SUPPLIED DATA:
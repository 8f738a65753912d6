/// Escape text for interpolation into HTML markup.
pub fn escape_html(text: &str) -> String {
    let mut out = String::with_capacity(text.len());
    for c in text.chars() {
        match c {
            '&' => out.push_str("&amp;"),
            '<' => out.push_str("&lt;"),
            '>' => out.push_str("&gt;"),
            '"' => out.push_str("&quot;"),
            '\'' => out.push_str("&#39;"),
            _ => out.push(c),
        }
    }
    out
}

const RESPONSIVE_SIZE: &str = r#"width="100%" height="100%" style="min-height:400px;""#;

/// Replace the first fixed `width="N" height="N"` pair of an embed with a
/// fluid size. Markup without such a pair is returned unchanged.
pub fn to_responsive_embed(html: &str) -> String {
    let lower = html.to_ascii_lowercase();
    let mut search_from = 0;
    while let Some(rel) = lower[search_from..].find("width=\"") {
        let start = search_from + rel;
        if let Some(end) = match_size_pair(&lower, start) {
            return format!("{}{}{}", &html[..start], RESPONSIVE_SIZE, &html[end..]);
        }
        search_from = start + 1;
    }
    html.to_string()
}

/// Matches `width="\d+"\s+height="\d+"` at `start`, returning the end offset.
fn match_size_pair(lower: &str, start: usize) -> Option<usize> {
    let mut pos = match_quoted_number(lower, start, "width=\"")?;
    let ws = lower[pos..].len() - lower[pos..].trim_start().len();
    if ws == 0 {
        return None;
    }
    pos += ws;
    match_quoted_number(lower, pos, "height=\"")
}

fn match_quoted_number(s: &str, start: usize, prefix: &str) -> Option<usize> {
    let rest = s.get(start..)?.strip_prefix(prefix)?;
    let digits = rest.bytes().take_while(u8::is_ascii_digit).count();
    if digits == 0 || rest.as_bytes().get(digits) != Some(&b'"') {
        return None;
    }
    Some(start + prefix.len() + digits + 1)
}

/// Minimal markdown rendering for planner output: headings, bullet lists,
/// bold spans and paragraphs. Input is escaped first.
pub fn render_markdown(text: &str) -> String {
    let mut html = String::new();
    let mut in_list = false;

    for raw_line in text.lines() {
        let line = raw_line.trim();
        let bullet = line.strip_prefix("- ").or_else(|| line.strip_prefix("* "));

        if in_list && bullet.is_none() {
            html.push_str("</ul>");
            in_list = false;
        }

        if line.is_empty() {
            continue;
        }

        if let Some(item) = bullet {
            if !in_list {
                html.push_str("<ul>");
                in_list = true;
            }
            html.push_str(&format!("<li>{}</li>", inline_markdown(item)));
            continue;
        }

        let level = line.bytes().take_while(|b| *b == b'#').count();
        if (1..=6).contains(&level) && line.as_bytes().get(level) == Some(&b' ') {
            html.push_str(&format!(
                "<h{level}>{}</h{level}>",
                inline_markdown(line[level + 1..].trim())
            ));
        } else if line == "---" {
            html.push_str("<hr>");
        } else {
            html.push_str(&format!("<p>{}</p>", inline_markdown(line)));
        }
    }

    if in_list {
        html.push_str("</ul>");
    }
    html
}

fn inline_markdown(text: &str) -> String {
    let escaped = escape_html(text);
    let mut out = String::with_capacity(escaped.len());
    let mut parts = escaped.split("**");
    let mut bold = false;
    if let Some(first) = parts.next() {
        out.push_str(first);
    }
    for part in parts {
        out.push_str(if bold { "</strong>" } else { "<strong>" });
        out.push_str(part);
        bold = !bold;
    }
    if bold {
        out.push_str("</strong>");
    }
    out
}

#[cfg(test)]
mod tests {
    use super::*;

    #[test]
    fn escapes_markup() {
        assert_eq!(
            escape_html(r#"<b>"Tom" & 'Jerry'</b>"#),
            "&lt;b&gt;&quot;Tom&quot; &amp; &#39;Jerry&#39;&lt;/b&gt;"
        );
    }

    #[test]
    fn responsive_embed_rewrites_first_size_pair() {
        let html = r#"<iframe src="x" width="600" height="450" style="border:0;"></iframe>"#;
        assert_eq!(
            to_responsive_embed(html),
            r#"<iframe src="x" width="100%" height="100%" style="min-height:400px;" style="border:0;"></iframe>"#
        );
    }

    #[test]
    fn responsive_embed_is_case_insensitive_and_tolerant() {
        let html = r#"<IFRAME WIDTH="560"  HEIGHT="315" src="y">"#;
        assert!(to_responsive_embed(html).contains(r#"width="100%" height="100%""#));
        let untouched = r#"<iframe width="100%" height="450">"#;
        assert_eq!(to_responsive_embed(untouched), untouched);
    }

    #[test]
    fn markdown_headings_lists_and_bold() {
        let md = "# Trip\n\n- **Day 1**: Rumtek\n- Day 2\nEnjoy <3";
        assert_eq!(
            render_markdown(md),
            "<h1>Trip</h1><ul><li><strong>Day 1</strong>: Rumtek</li><li>Day 2</li></ul><p>Enjoy &lt;3</p>"
        );
    }
}
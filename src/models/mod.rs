pub mod audio;
pub mod coordinates;
pub mod event;
pub mod faq;
pub mod guide;
pub mod interior;
pub mod place;
pub mod plan;

pub use audio::{AudioTrack, TrackKind, AUDIO_TRACKS};
pub use coordinates::{region_for, Coordinates, GeoBounds};
pub use event::FestivalEvent;
pub use faq::{FaqCategory, FaqItem, FAQ_ITEMS};
pub use guide::{Difficulty, TripSuggestion, QUICK_PROMPTS, TRIP_SUGGESTIONS};
pub use interior::interior_embed;
pub use place::{matches_query, Place, PointOfInterest, SiteRecord};
pub use plan::{PlanField, PlanRequest, PlanResponse};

WORK TO COMPLETE: Report the number of lines in the records that include the string "count", and write no other words.

SOLUTION FOR THIS EXERCISE: 2